This question regards OpenGL in general, but I think it's more specific to the mobile side of things were efficiency is especially important. Over the years, I've developed my OpenGL ES games with the mindset that making any sort of gl* call will almost-always query the GPU as mobile implementations of OpenGL are completely hardware-accelerated, like modern implementations of OpenGL. That being said, any thread making a gl* call will be halted while the CPU queries the GPU, waiting for a response. Is this correct so far?
I understand that cutting down on glEnable/glDisable calls by calling by sorting renderable elements with similar states, and also wrapping those two in my own state manager is important. I also do the same when binding buffers and textures.

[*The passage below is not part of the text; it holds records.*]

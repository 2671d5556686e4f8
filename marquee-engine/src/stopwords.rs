// ---------------------------------------------------------------------------
// Stopword filtering
// ---------------------------------------------------------------------------
//
// Fixed English stopword list applied between tokenization and term
// weighting. Common function words carry no discriminative signal for
// content similarity, so they never enter the vocabulary.
// ---------------------------------------------------------------------------

use std::collections::HashSet;

/// Common English words, merged from the usual NLP toolkit lists.
const ENGLISH_STOPWORDS: &[&str] = &[
	"about", "above", "after", "again", "against", "all", "also", "am", "an",
	"and", "any", "are", "aren", "as", "at", "be", "because", "been", "before",
	"being", "below", "between", "both", "but", "by", "can", "cannot", "could",
	"couldn", "did", "didn", "do", "does", "doesn", "doing", "don", "down",
	"during", "each", "few", "for", "from", "further", "had", "hadn", "has",
	"hasn", "have", "haven", "having", "he", "her", "here", "hers", "herself",
	"him", "himself", "his", "how", "if", "in", "into", "is", "isn", "it",
	"its", "itself", "just", "let", "ll", "me", "more", "most", "mustn", "my",
	"myself", "no", "nor", "not", "now", "of", "off", "on", "once", "only",
	"or", "other", "ought", "our", "ours", "ourselves", "out", "over", "own",
	"re", "same", "shan", "she", "should", "shouldn", "so", "some", "such",
	"than", "that", "the", "their", "theirs", "them", "themselves", "then",
	"there", "these", "they", "this", "those", "through", "to", "too", "under",
	"until", "up", "ve", "very", "was", "wasn", "we", "were", "weren", "what",
	"when", "where", "which", "while", "who", "whom", "why", "will", "with",
	"won", "would", "wouldn", "you", "your", "yours", "yourself", "yourselves",
];

/// O(1) membership check over a fixed stopword set.
pub struct StopWords {
	words: HashSet<&'static str>,
}

impl StopWords {
	/// The fixed English list used for catalog vectorization.
	pub fn english() -> Self {
		Self {
			words: ENGLISH_STOPWORDS.iter().copied().collect(),
		}
	}

	/// Check a lowercased token against the set.
	pub fn contains(&self, token: &str) -> bool {
		self.words.contains(token)
	}

	pub fn len(&self) -> usize {
		self.words.len()
	}

	pub fn is_empty(&self) -> bool {
		self.words.is_empty()
	}
}

impl Default for StopWords {
	fn default() -> Self {
		Self::english()
	}
}

// ---------------------------------------------------------------------------
// Tests
// ---------------------------------------------------------------------------

#[cfg(test)]
mod tests {
	use super::*;

	#[test]
	fn common_function_words_are_stopwords() {
		let sw = StopWords::english();
		for word in ["the", "and", "is", "of", "in", "with", "was"] {
			assert!(sw.contains(word), "expected stopword: {word}");
		}
	}

	#[test]
	fn content_words_are_retained() {
		let sw = StopWords::english();
		for word in ["space", "war", "robots", "romance", "drama"] {
			assert!(!sw.contains(word), "unexpected stopword: {word}");
		}
	}

	#[test]
	fn list_has_no_duplicates() {
		let sw = StopWords::english();
		assert_eq!(sw.len(), ENGLISH_STOPWORDS.len());
	}

	#[test]
	fn matching_is_exact_lowercase() {
		// Tokenization lowercases before the stopword check, so the set
		// itself only carries lowercase forms.
		let sw = StopWords::english();
		assert!(!sw.contains("The"));
		assert!(sw.contains("the"));
	}
}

You could call SetTexture(GL_TEXTURE_2D, 0, &tex->name) to bind to the first texture unit in 2D. If that particular texture name, for that target at that texture unit has already been bound, then it won't do it again. This would come in handy when rendering multiple instances of the same model multiple times because it'd call glBindTexture(), glBindBuffer(), etc once for the first model, but all subsequent calls wouldn't because they're all using the same texture/buffer parameters that's common to the loaded model they share. Same for checking shaders. It's pretty common that multiple models might use the same shader in a scene. Image rendering dozens of individual models to the screen, but only having to call glUseProgram() twice each frame instead of once per instance rendered. I mean, since I'm still using OpenGL 2.1 (OpenGL ES 2.0 for mobile), glDrawElements() is called once per mesh per instance of the model drawn. For example, drawing 12 instances of a model with 5 meshes would be 60 draw calls. This could be heavy on mobile until I learn about instancing in higher versions of OpenGL and support OpenGL ES 3.0 on mobile.
My question is: is my managing OpenGL contexts internally in my engine worthwhile? Is it a huge performance hit to call glBindTexture() constantly (especially on mobile), or do OpenGL implementations usually check this already. Should I just focus on keeping draw calls down, or is the way I'm managing my states pretty important too?

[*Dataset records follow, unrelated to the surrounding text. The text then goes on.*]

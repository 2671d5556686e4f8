use serde::{Deserialize, Serialize};

/// One catalog item. The textual attributes are always present as strings;
/// absent cells are normalized to `""` at load time.
#[derive(Debug, Clone, PartialEq, Serialize, Deserialize)]
pub struct Entry {
	pub title: String,
	pub genres: String,
	pub keywords: String,
	pub tagline: String,
	pub overview: String,
	/// Space-joined concatenation of genres, keywords, tagline, overview,
	/// in that fixed order. Recomputed on load.
	#[serde(rename = "compositeDocument")]
	pub composite_document: String,
}

impl Entry {
	pub fn new(title: &str, genres: &str, keywords: &str, tagline: &str, overview: &str) -> Self {
		let composite_document = compose_document(genres, keywords, tagline, overview);
		Self {
			title: title.to_string(),
			genres: genres.to_string(),
			keywords: keywords.to_string(),
			tagline: tagline.to_string(),
			overview: overview.to_string(),
			composite_document,
		}
	}
}

/// Join the textual attributes in their fixed declared order. The order is
/// cosmetic for term weighting but must not change between builds.
pub fn compose_document(genres: &str, keywords: &str, tagline: &str, overview: &str) -> String {
	format!("{} {} {} {}", genres, keywords, tagline, overview)
}

/// A ranked neighbor returned by a similarity query.
#[derive(Debug, Clone, Serialize, Deserialize)]
pub struct Recommendation {
	pub entry: Entry,
	pub score: f64,
}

From what I've read about OpenGL 4.5, it's going through a significant rewrite to be closer to vender-specific implementations such as AMD's Mantle, NVIDIA's CUDA and even iOS's soon-to-be Metal API (ok, so that one's OS-specific working on providing efficient OpenGL drivers under-the-hood) so we could set a texture at a specified target at a specific active texture unit in one function call instead of 2.